▸ **Exercise requirements**:
Beginning at the first line of the data, print each line exactly, stopping after the line that contains "for command output.".

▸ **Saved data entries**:
****************************************

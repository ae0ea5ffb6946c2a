//! Tracing setup shared by the binaries.

use anyhow::Result;
use clap::{Args, ValueEnum};
use tracing_subscriber::{fmt, EnvFilter};

/// Log output format.
#[derive(Debug, Clone, Copy, PartialEq, Eq, ValueEnum)]
pub enum LogFormat {
    Text,
    Json,
}

/// Logging flags.
#[derive(Args, Debug, Clone)]
pub struct LoggingArgs {
    /// Log level (ignored when RUST_LOG is set)
    #[arg(long, default_value = "info", env = "LOG_LEVEL")]
    pub log_level: String,

    /// Log format
    #[arg(long, value_enum, default_value_t = LogFormat::Text, env = "LOG_FORMAT")]
    pub log_format: LogFormat,
}

/// Install the global subscriber. Logs go to stderr so stdout stays free
/// for command output.
pub fn init_logging(args: &LoggingArgs) -> Result<()> {
    let filter =
        EnvFilter::try_from_default_env().unwrap_or_else(|_| EnvFilter::new(&args.log_level));

    let builder = fmt()
        .with_env_filter(filter)
        .with_target(true)
        .with_writer(std::io::stderr);

    let installed = match args.log_format {
        LogFormat::Json => builder.json().try_init(),
        LogFormat::Text => builder.try_init(),
    };
    installed.map_err(|e| anyhow::anyhow!("Failed to initialize logging: {}", e))
}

****************************************

▸ **Solution to this exercise**:
repository ae0ea5ffb6946c2a
//! Tracing setup shared by the binaries.

use anyhow::Result;
use clap::{Args, ValueEnum};
use tracing_subscriber::{fmt, EnvFilter};

/// Log output format.
#[derive(Debug, Clone, Copy, PartialEq, Eq, ValueEnum)]
pub enum LogFormat {
    Text,
    Json,
}

/// Logging flags.
#[derive(Args, Debug, Clone)]
pub struct LoggingArgs {
    /// Log level (ignored when RUST_LOG is set)
    #[arg(long, default_value = "info", env = "LOG_LEVEL")]
    pub log_level: String,

    /// Log format
    #[arg(long, value_enum, default_value_t = LogFormat::Text, env = "LOG_FORMAT")]
    pub log_format: LogFormat,
}

/// Install the global subscriber. Logs go to stderr so stdout stays free
/// for command output.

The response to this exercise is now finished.